Regulation of native Kv1.3 channels by cAMP-dependent protein phosphorylation

Abstract

We present evidence that activity of native Kv1.3 channels in human T lymphocytes can be increased by inhibiting phosphatases [using okadaic acid (OA)] or by activating protein kinase A (PKA). OA increased the maximal conductance (Gmax) by 40% and shifted the voltage dependence of activation and inactivation, resulting in a significant increase in window current around the normal membrane potential. PKA inhibition [using the PKA inhibitor peptide PKI-(5-24)] decreased Gmax by 43%, whereas PKA activation [by the Sp diastereomer of adenosine 3',5'-cyclic monophosphothioate (Sp-cAMPS)] increased Gmax by 60% and shifted the inactivation curve, producing an increase in the window current.
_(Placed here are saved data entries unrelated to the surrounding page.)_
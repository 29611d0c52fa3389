//! Best-effort pricing of `calculated` shipping options.
//!
//! Every qualifying option is priced by an independent request; all requests
//! run concurrently and the batch settles before any result is published.
//! Failed requests are dropped without surfacing an error.

use std::collections::HashMap;
use std::collections::HashSet;
use std::fmt::Display;
use std::future::Future;

use checkout_client::CalculatedPrice;
use checkout_core::ShippingOption;
use futures::future::join_all;
use rust_decimal::Decimal;

/// Resolved amounts for `calculated` options, keyed by option id.
#[derive(Debug, Clone, Default, PartialEq, Eq)]
pub struct CalculatedPriceMap {
    amounts: HashMap<String, Decimal>,
}

impl CalculatedPriceMap {
    #[must_use]
    pub fn get(&self, option_id: &str) -> Option<Decimal> {
        self.amounts.get(option_id).copied()
    }

    #[must_use]
    pub fn contains(&self, option_id: &str) -> bool {
        self.amounts.contains_key(option_id)
    }

    #[must_use]
    pub fn len(&self) -> usize {
        self.amounts.len()
    }

    #[must_use]
    pub fn is_empty(&self) -> bool {
        self.amounts.is_empty()
    }

    pub fn iter(&self) -> impl Iterator<Item = (&str, Decimal)> {
        self.amounts.iter().map(|(id, amount)| (id.as_str(), *amount))
    }
}

impl FromIterator<(String, Decimal)> for CalculatedPriceMap {
    fn from_iter<I: IntoIterator<Item = (String, Decimal)>>(iter: I) -> Self {
        Self {
            amounts: iter.into_iter().collect(),
        }
    }
}

/// Prices every `calculated` option in `options` for `cart_id`.
///
/// `calculate` receives `(option_id, cart_id)`. Entries are keyed by the id
/// the response reports, not the id requested. Responses without an id or
/// amount, and ids that name a `flat` option in `options`, are discarded.
/// Failures contribute nothing; if every request fails the map is empty.
pub async fn resolve_calculated_prices<F, Fut, E>(
    options: &[ShippingOption],
    cart_id: &str,
    calculate: F,
) -> CalculatedPriceMap
where
    F: Fn(String, String) -> Fut,
    Fut: Future<Output = Result<CalculatedPrice, E>>,
    E: Display,
{
    let requested: Vec<&str> = options
        .iter()
        .filter(|o| o.is_calculated())
        .map(|o| o.id.as_str())
        .collect();
    if requested.is_empty() {
        return CalculatedPriceMap::default();
    }

    let flat_ids: HashSet<&str> = options
        .iter()
        .filter(|o| !o.is_calculated())
        .map(|o| o.id.as_str())
        .collect();

    let settled = join_all(
        requested
            .iter()
            .map(|id| calculate((*id).to_owned(), cart_id.to_owned())),
    )
    .await;

    let mut map = CalculatedPriceMap::default();
    for (requested_id, outcome) in requested.iter().zip(settled) {
        let price = match outcome {
            Ok(price) => price,
            Err(error) => {
                tracing::debug!(
                    option_id = requested_id,
                    cart_id,
                    %error,
                    "shipping price calculation failed"
                );
                continue;
            }
        };

        let (Some(id), Some(amount)) = (price.id.filter(|id| !id.is_empty()), price.amount)
        else {
            tracing::debug!(
                option_id = requested_id,
                "calculated price response missing id or amount"
            );
            continue;
        };

        if flat_ids.contains(id.as_str()) {
            tracing::debug!(
                option_id = requested_id,
                response_id = %id,
                "calculated price response named a flat option"
            );
            continue;
        }

        map.amounts.insert(id, amount);
    }
    map
}

/// Identifies one price-resolution batch.
#[derive(Debug, Clone, Copy, PartialEq, Eq, PartialOrd, Ord, Hash)]
pub struct BatchTicket(u64);

/// Sequences price batches so only the latest one may publish.
#[derive(Debug, Default)]
pub struct PriceBatches {
    latest: u64,
    in_flight: bool,
}

impl PriceBatches {
    /// Starts a new batch, superseding any outstanding one.
    pub fn begin(&mut self) -> BatchTicket {
        self.latest = self.latest.wrapping_add(1);
        self.in_flight = true;
        BatchTicket(self.latest)
    }

    #[must_use]
    pub fn is_current(&self, ticket: BatchTicket) -> bool {
        ticket.0 == self.latest
    }

    /// Marks `ticket` settled. Returns `false` for a superseded batch, whose
    /// result must be discarded.
    pub fn finish(&mut self, ticket: BatchTicket) -> bool {
        if !self.is_current(ticket) {
            tracing::debug!(
                ticket = ticket.0,
                latest = self.latest,
                "discarding stale price batch"
            );
            return false;
        }
        self.in_flight = false;
        true
    }

    /// `true` while the latest batch has not settled.
    #[must_use]
    pub fn is_loading(&self) -> bool {
        self.in_flight
    }
}

#[cfg(test)]
mod tests {
    use std::cell::{Cell, RefCell};

    use checkout_core::PriceType;

    use super::*;

    fn option(id: &str, price_type: PriceType) -> ShippingOption {
        ShippingOption {
            id: id.to_string(),
            name: id.to_string(),
            seller_id: Some("S1".to_string()),
            seller_name: None,
            price_type,
            amount: (price_type == PriceType::Flat).then_some(Decimal::from(500)),
            service_zone: None,
        }
    }

    #[tokio::test]
    async fn keeps_successes_and_drops_failures() {
        let options = vec![
            option("O1", PriceType::Calculated),
            option("O2", PriceType::Calculated),
        ];

        let map = resolve_calculated_prices(&options, "cart_1", |id, _cart| async move {
            if id == "O1" {
                Ok(CalculatedPrice::new("O1", Decimal::from(1200)))
            } else {
                Err("carrier unavailable")
            }
        })
        .await;

        assert_eq!(map.len(), 1);
        assert_eq!(map.get("O1"), Some(Decimal::from(1200)));
        assert!(!map.contains("O2"));
    }

    #[tokio::test]
    async fn never_queries_flat_options() {
        let calls = RefCell::new(Vec::new());
        let options = vec![
            option("F1", PriceType::Flat),
            option("C1", PriceType::Calculated),
        ];

        let map = resolve_calculated_prices(&options, "cart_1", |id, cart| {
            calls.borrow_mut().push((id.clone(), cart));
            async move { Ok::<_, String>(CalculatedPrice::new(&id, Decimal::from(300))) }
        })
        .await;

        assert_eq!(
            calls.into_inner(),
            vec![("C1".to_string(), "cart_1".to_string())]
        );
        assert!(!map.contains("F1"));
        assert_eq!(map.get("C1"), Some(Decimal::from(300)));
    }

    #[tokio::test]
    async fn all_failures_yield_empty_map() {
        let options = vec![
            option("C1", PriceType::Calculated),
            option("C2", PriceType::Calculated),
        ];

        let map = resolve_calculated_prices(&options, "cart_1", |_id, _cart| async {
            Err::<CalculatedPrice, _>("timeout")
        })
        .await;

        assert!(map.is_empty());
    }

    #[tokio::test]
    async fn keys_by_response_id_and_drops_unusable_responses() {
        let options = vec![
            option("C1", PriceType::Calculated),
            option("C2", PriceType::Calculated),
            option("C3", PriceType::Calculated),
            option("F1", PriceType::Flat),
            option("C4", PriceType::Calculated),
        ];

        let map = resolve_calculated_prices(&options, "cart_1", |id, _cart| async move {
            let price = match id.as_str() {
                "C1" => CalculatedPrice::new("C1-renamed", Decimal::from(10)),
                "C2" => CalculatedPrice {
                    id: None,
                    amount: Some(Decimal::from(20)),
                },
                "C3" => CalculatedPrice {
                    id: Some("C3".to_string()),
                    amount: None,
                },
                "C4" => CalculatedPrice::new("F1", Decimal::from(40)),
                _ => unreachable!("flat option was queried"),
            };
            Ok::<_, String>(price)
        })
        .await;

        assert_eq!(map.len(), 1);
        assert_eq!(map.get("C1-renamed"), Some(Decimal::from(10)));
        assert!(!map.contains(""));
        assert!(!map.contains("F1"));
    }

    #[tokio::test]
    async fn no_calculated_options_skips_requests() {
        let calls = Cell::new(0_u32);
        let options = vec![option("F1", PriceType::Flat)];

        let map = resolve_calculated_prices(&options, "cart_1", |id, _cart| {
            calls.set(calls.get() + 1);
            async move { Ok::<_, String>(CalculatedPrice::new(&id, Decimal::ZERO)) }
        })
        .await;

        assert_eq!(calls.get(), 0);
        assert!(map.is_empty());
    }

    #[test]
    fn only_latest_batch_may_finish() {
        let mut batches = PriceBatches::default();
        let first = batches.begin();
        let second = batches.begin();

        assert!(batches.is_loading());
        assert!(!batches.finish(first));
        assert!(batches.is_loading());
        assert!(batches.finish(second));
        assert!(!batches.is_loading());
    }
}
These results are consistent with our previously published work using cell-attached patches but differ from some studies of Kv1.3. Because we previously reported a similar upregulation by protein kinase C (PKC) activation in these cells, we tested whether the PKA and PKC effects were additive. Our results suggest that PKC-dependent phosphorylation acts as a master switch, inasmuch as calphostin C greatly inhibited the current even after Sp-cAMPS, OA, or PKC activation was used to increase protein phosphorylation. Inasmuch as phosphorylation by both kinases (phorbol ester followed by Sp-cAMPS) abrogated the effects of either kinase alone, our results support the view that Kv1.3 is regulated in a complex manner by serine/threonine phosphorylation.